A decisão gerou reações imediatas e críticas severas no Brasil. A Federação das Indústrias do Estado de São Paulo (Fiesp) manifestou profunda preocupação com o impacto na competitividade das exportações nacionais, enquanto o presidente Lula convocou uma reunião ministerial de emergência no Palácio do Planalto para avaliar possíveis medidas de retaliação ou negociação. O governo americano, por sua vez, indicou que a manutenção ou eventual redução das tarifas dependerá da postura do Brasil em relação aos pontos levantados na investigação comercial, mantendo um cenário de incerteza para o setor produtivo.

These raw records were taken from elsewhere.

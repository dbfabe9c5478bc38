//! In-memory `JobServeApi` that counts calls.

use std::collections::HashMap;
use std::time::Duration;

use async_trait::async_trait;
use color_eyre::{eyre::eyre, Result};
use parking_lot::Mutex;

use super::client::JobServeApi;
use super::types::*;

#[derive(Default)]
pub(crate) struct FakeApi {
  calls: Mutex<HashMap<&'static str, usize>>,
  /// Number of upcoming calls that fail
  failures: Mutex<usize>,
  /// Latency added to every call
  pub delay: Option<Duration>,
  pub countries: Vec<Country>,
  pub currencies: Vec<Currency>,
  pub industries: Vec<Industry>,
  pub job_types: Vec<JobType>,
  pub frequencies: Vec<SalaryFrequency>,
  pub bands: Vec<SalaryBands>,
  pub value_lists: Vec<ValueListEntry>,
  pub defaults: JobSearch,
  pub jobs: Vec<Job>,
}

fn country(id: &str, text: &str) -> Country {
  Country {
    id: id.into(),
    text: text.into(),
  }
}

fn frequency(id: &str, text: &str) -> SalaryFrequency {
  SalaryFrequency {
    id: id.into(),
    text: text.into(),
    salary_range_format: Some(format!("{{0}} - {{1}} {}", text.to_lowercase())),
    salary_range_format_no_lower: None,
    salary_range_format_no_upper: None,
  }
}

fn bands(country: &str, currency: &str, frequency: &str, lowest: f64) -> SalaryBands {
  let value = |v: f64| {
    Some(SalaryValue {
      value: Some(v),
      text: None,
    })
  };
  SalaryBands {
    meta: SalaryMetadata::filter(Some(country), Some(currency), Some(frequency)),
    ranges: vec![SalaryRange {
      lower: value(lowest),
      upper: value(lowest * 2.0),
      text: None,
    }],
  }
}

fn value_list(member: &str, values: &[&str]) -> ValueListEntry {
  let item = |v: &str| ValueListItem {
    value: Some(v.into()),
    description: Some(format!("{} {}", member, v)),
  };
  ValueListEntry {
    key: member.into(),
    value: ValueList {
      default_value: values.first().map(|v| item(v)),
      empty_value: None,
      items: values.iter().map(|v| item(v)).collect(),
    },
  }
}

impl FakeApi {
  pub(crate) fn sample() -> Self {
    Self {
      countries: vec![
        country("GBR", "United Kingdom"),
        country("AUS", "Australia"),
        country("USA", "United States"),
      ],
      currencies: vec![
        Currency {
          id: "GBP".into(),
          text: "Pound Sterling".into(),
          symbol: Some("£".into()),
        },
        Currency {
          id: "AUD".into(),
          text: "Australian Dollar".into(),
          symbol: Some("$".into()),
        },
      ],
      industries: vec![Industry {
        id: "01".into(),
        text: "IT".into(),
      }],
      job_types: vec![
        JobType {
          id: "P".into(),
          text: "Permanent".into(),
        },
        JobType {
          id: "C".into(),
          text: "Contract".into(),
        },
      ],
      frequencies: vec![frequency("A", "Annually"), frequency("D", "Daily")],
      bands: vec![
        bands("GBR", "GBP", "A", 20000.0),
        bands("GBR", "GBP", "D", 200.0),
        bands("GBR", "EUR", "A", 25000.0),
        bands("AUS", "AUD", "A", 40000.0),
      ],
      value_lists: vec![
        value_list("MaxAge", &["7", "1", "14"]),
        value_list("SortOrder", &["Rank", "DateTime"]),
      ],
      defaults: JobSearch {
        max_age: Some(7),
        page_size: Some(25),
        sort_order: Some("Rank".into()),
        ..Default::default()
      },
      jobs: vec![Job {
        id: "J1".into(),
        permanent_id: None,
        permalink: None,
        position: "Rust Developer".into(),
        location: None,
        job_type: Some("P".into()),
        salary: None,
        date_posted: None,
        description: None,
      }],
      ..Default::default()
    }
  }

  pub(crate) fn with_delay(mut self, delay: Duration) -> Self {
    self.delay = Some(delay);
    self
  }

  /// Make the next `count` calls fail.
  pub(crate) fn fail_next(&self, count: usize) {
    *self.failures.lock() = count;
  }

  pub(crate) fn calls(&self, operation: &str) -> usize {
    self.calls.lock().get(operation).copied().unwrap_or(0)
  }

  async fn record(&self, operation: &'static str) -> Result<()> {
    *self.calls.lock().entry(operation).or_default() += 1;
    if let Some(delay) = self.delay {
      tokio::time::sleep(delay).await;
    }

    let mut failures = self.failures.lock();
    if *failures > 0 {
      *failures -= 1;
      return Err(eyre!("{}: 503 Service Unavailable", operation));
    }
    Ok(())
  }
}

#[async_trait]
impl JobServeApi for FakeApi {
  async fn version(&self) -> Result<WebServiceVersionInfo> {
    self.record("version").await?;
    Ok(WebServiceVersionInfo {
      code_version: "test".into(),
      code_timestamp: None,
      config_timestamp: None,
    })
  }

  async fn countries(&self) -> Result<Vec<Country>> {
    self.record("countries").await?;
    Ok(self.countries.clone())
  }

  async fn currencies(&self) -> Result<Vec<Currency>> {
    self.record("currencies").await?;
    Ok(self.currencies.clone())
  }

  async fn industries(&self) -> Result<Vec<Industry>> {
    self.record("industries").await?;
    Ok(self.industries.clone())
  }

  async fn job_types(&self) -> Result<Vec<JobType>> {
    self.record("job_types").await?;
    Ok(self.job_types.clone())
  }

  async fn search_defaults(&self) -> Result<JobSearch> {
    self.record("search_defaults").await?;
    Ok(self.defaults.clone())
  }

  async fn search_value_lists(&self) -> Result<Vec<ValueListEntry>> {
    self.record("search_value_lists").await?;
    Ok(self.value_lists.clone())
  }

  async fn salary_frequencies(&self) -> Result<Vec<SalaryFrequency>> {
    self.record("salary_frequencies").await?;
    Ok(self.frequencies.clone())
  }

  async fn salary_bands(
    &self,
    country: Option<&str>,
    currency: Option<&str>,
    frequency: Option<&str>,
  ) -> Result<Vec<SalaryBands>> {
    self.record("salary_bands").await?;
    let filter = SalaryMetadata::filter(country, currency, frequency);
    Ok(
      self
        .bands
        .iter()
        .filter(|b| crate::cache::partial::is_partial_match(&b.meta, &filter))
        .cloned()
        .collect(),
    )
  }

  async fn geo_locate(
    &self,
    latitude: f64,
    longitude: f64,
    _max_distance: Option<f64>,
  ) -> Result<GeoLocationMatch> {
    self.record("geo_locate").await?;
    Ok(GeoLocationMatch {
      distance: 0.0,
      location: Location {
        latitude: Some(latitude),
        longitude: Some(longitude),
        ..Default::default()
      },
    })
  }

  async fn search(&self, search: &JobSearch) -> Result<JobSearchResults> {
    self.record("search").await?;
    let jobs = if search.job_ids_only {
      Vec::new()
    } else {
      self.jobs.clone()
    };
    Ok(JobSearchResults {
      job_count: self.jobs.len() as u64,
      job_ids: self.jobs.iter().map(|j| j.id.clone()).collect(),
      jobs,
    })
  }

  async fn job(&self, id: &str) -> Result<Job> {
    self.record("job").await?;
    self
      .jobs
      .iter()
      .find(|j| j.id == id)
      .cloned()
      .ok_or_else(|| eyre!("404 Not Found: job {}", id))
  }

  async fn jobs(&self, ids: &[String]) -> Result<Vec<Job>> {
    self.record("jobs").await?;
    Ok(
      self
        .jobs
        .iter()
        .filter(|j| ids.contains(&j.id))
        .cloned()
        .collect(),
    )
  }
}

Analistas de política internacional observam que a medida transcende o âmbito estritamente comercial, sinalizando uma deterioração acentuada nas relações diplomáticas entre Brasília e Washington. O anúncio ocorre em um momento de tensão política, antecedendo eleições presidenciais na América do Sul, e é interpretado como um movimento estratégico da administração Trump no cenário global. Enquanto o governo brasileiro busca uma resposta diplomática, o mercado financeiro monitora de perto os desdobramentos, temendo que a escalada protecionista prejudique a balança comercial e as perspectivas econômicas de curto prazo para o país.